WHAT THE EXERCISE ASKS:
Copy out precisely the line that holds "#[derive(Clone)]" and all the lines following it in the data, up to and including the last one, and no others.

[[ DATA FOR THE TASK, beginning ]]

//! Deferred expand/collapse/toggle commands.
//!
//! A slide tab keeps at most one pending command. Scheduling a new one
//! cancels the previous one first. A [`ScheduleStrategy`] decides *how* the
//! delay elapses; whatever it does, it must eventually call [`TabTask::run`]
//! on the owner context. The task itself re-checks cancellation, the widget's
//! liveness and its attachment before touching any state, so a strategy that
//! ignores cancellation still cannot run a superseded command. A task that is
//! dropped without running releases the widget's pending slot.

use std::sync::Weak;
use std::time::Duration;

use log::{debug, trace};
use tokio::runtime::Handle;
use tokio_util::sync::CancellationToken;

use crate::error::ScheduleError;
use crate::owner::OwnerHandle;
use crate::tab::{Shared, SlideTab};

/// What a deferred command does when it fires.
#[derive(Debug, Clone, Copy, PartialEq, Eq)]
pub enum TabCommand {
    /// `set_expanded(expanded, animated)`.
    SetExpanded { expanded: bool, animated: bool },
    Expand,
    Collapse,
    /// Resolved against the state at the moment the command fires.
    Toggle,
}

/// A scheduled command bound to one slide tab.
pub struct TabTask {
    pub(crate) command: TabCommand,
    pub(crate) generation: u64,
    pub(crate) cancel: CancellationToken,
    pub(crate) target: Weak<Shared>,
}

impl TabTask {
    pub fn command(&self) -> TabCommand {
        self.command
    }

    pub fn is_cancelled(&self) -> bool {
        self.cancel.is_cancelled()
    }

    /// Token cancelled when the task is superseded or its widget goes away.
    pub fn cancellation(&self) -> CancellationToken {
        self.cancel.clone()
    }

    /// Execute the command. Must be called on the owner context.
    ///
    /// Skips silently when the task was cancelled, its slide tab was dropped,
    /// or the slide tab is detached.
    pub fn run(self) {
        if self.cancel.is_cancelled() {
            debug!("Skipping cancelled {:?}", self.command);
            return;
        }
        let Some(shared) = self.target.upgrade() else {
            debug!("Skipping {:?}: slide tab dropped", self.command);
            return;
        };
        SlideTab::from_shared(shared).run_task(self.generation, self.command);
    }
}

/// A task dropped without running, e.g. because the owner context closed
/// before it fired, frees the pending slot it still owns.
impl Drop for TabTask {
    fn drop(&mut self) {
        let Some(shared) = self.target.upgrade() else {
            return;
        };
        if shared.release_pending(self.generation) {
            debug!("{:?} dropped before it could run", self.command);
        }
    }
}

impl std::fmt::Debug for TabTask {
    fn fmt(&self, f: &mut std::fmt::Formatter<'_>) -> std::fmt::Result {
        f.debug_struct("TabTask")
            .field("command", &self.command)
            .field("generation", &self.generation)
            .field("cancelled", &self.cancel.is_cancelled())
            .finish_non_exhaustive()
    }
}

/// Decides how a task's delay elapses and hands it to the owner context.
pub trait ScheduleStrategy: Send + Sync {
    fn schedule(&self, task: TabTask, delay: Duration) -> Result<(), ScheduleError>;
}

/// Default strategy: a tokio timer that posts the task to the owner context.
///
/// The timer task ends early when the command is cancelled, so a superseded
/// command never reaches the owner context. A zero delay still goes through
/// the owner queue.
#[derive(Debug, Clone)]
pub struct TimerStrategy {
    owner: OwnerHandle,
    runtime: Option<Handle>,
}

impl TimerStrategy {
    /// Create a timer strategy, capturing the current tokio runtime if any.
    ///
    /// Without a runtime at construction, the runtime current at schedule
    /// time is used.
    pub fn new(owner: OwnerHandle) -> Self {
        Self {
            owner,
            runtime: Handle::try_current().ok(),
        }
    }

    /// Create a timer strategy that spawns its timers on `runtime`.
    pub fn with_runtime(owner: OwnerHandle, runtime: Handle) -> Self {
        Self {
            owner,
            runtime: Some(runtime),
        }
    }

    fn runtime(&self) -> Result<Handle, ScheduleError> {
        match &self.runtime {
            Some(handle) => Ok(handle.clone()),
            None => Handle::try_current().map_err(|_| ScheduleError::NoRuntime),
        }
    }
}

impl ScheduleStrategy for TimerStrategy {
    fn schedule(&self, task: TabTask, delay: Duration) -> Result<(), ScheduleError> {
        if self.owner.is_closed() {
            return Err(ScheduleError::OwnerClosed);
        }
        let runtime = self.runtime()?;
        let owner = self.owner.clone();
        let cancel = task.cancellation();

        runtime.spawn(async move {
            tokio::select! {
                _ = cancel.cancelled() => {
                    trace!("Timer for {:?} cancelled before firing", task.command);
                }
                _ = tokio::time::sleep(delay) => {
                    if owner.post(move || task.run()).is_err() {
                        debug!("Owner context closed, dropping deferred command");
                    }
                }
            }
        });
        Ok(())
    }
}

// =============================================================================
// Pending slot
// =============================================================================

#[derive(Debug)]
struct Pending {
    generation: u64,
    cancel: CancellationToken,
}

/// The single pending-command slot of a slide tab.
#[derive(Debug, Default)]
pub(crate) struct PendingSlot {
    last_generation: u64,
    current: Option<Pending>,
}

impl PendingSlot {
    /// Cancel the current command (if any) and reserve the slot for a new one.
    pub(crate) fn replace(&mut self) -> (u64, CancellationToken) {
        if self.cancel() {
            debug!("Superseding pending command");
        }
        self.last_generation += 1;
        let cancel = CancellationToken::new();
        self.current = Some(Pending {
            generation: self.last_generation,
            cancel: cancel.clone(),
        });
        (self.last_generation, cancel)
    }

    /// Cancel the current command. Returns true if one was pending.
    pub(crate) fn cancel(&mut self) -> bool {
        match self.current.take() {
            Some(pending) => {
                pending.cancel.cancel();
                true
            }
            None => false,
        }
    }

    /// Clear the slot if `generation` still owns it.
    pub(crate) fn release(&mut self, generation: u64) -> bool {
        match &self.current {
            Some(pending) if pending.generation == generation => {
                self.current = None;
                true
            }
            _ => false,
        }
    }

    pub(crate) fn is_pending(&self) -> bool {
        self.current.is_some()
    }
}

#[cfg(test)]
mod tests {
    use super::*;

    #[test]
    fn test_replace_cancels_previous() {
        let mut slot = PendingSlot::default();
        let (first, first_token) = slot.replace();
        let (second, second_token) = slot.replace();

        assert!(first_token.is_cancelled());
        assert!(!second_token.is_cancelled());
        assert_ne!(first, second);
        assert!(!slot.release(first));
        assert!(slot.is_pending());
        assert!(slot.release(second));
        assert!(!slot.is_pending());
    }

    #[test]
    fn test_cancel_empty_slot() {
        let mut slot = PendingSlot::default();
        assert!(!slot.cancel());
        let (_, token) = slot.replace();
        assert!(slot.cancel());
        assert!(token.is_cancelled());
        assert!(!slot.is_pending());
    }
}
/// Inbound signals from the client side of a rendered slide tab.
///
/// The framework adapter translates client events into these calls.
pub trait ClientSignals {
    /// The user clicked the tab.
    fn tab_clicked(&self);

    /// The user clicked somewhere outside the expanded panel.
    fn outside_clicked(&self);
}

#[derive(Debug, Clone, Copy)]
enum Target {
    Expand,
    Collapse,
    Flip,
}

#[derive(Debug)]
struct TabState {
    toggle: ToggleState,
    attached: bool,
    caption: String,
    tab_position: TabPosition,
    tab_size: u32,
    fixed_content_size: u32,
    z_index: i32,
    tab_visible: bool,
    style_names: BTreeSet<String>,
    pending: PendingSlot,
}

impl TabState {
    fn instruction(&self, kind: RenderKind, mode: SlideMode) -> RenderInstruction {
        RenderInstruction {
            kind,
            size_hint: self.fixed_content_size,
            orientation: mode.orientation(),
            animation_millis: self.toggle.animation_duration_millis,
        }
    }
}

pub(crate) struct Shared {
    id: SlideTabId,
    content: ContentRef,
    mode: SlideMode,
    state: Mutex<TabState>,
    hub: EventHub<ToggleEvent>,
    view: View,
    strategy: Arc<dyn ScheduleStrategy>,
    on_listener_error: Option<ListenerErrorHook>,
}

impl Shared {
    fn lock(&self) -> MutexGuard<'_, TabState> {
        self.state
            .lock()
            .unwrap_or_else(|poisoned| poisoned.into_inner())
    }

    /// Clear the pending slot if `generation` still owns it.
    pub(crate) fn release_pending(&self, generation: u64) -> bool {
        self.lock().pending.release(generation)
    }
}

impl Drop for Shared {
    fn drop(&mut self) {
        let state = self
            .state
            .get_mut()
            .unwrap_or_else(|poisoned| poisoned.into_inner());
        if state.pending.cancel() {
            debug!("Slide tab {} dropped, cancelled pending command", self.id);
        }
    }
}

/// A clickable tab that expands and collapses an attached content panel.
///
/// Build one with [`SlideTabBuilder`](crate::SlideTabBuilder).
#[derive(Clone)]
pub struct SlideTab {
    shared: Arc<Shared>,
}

[[ DATA FOR THE TASK, end ]]

ANSWER TO THE EXERCISE:
#[derive(Clone)]
pub struct SlideTab {
    shared: Arc<Shared>,
}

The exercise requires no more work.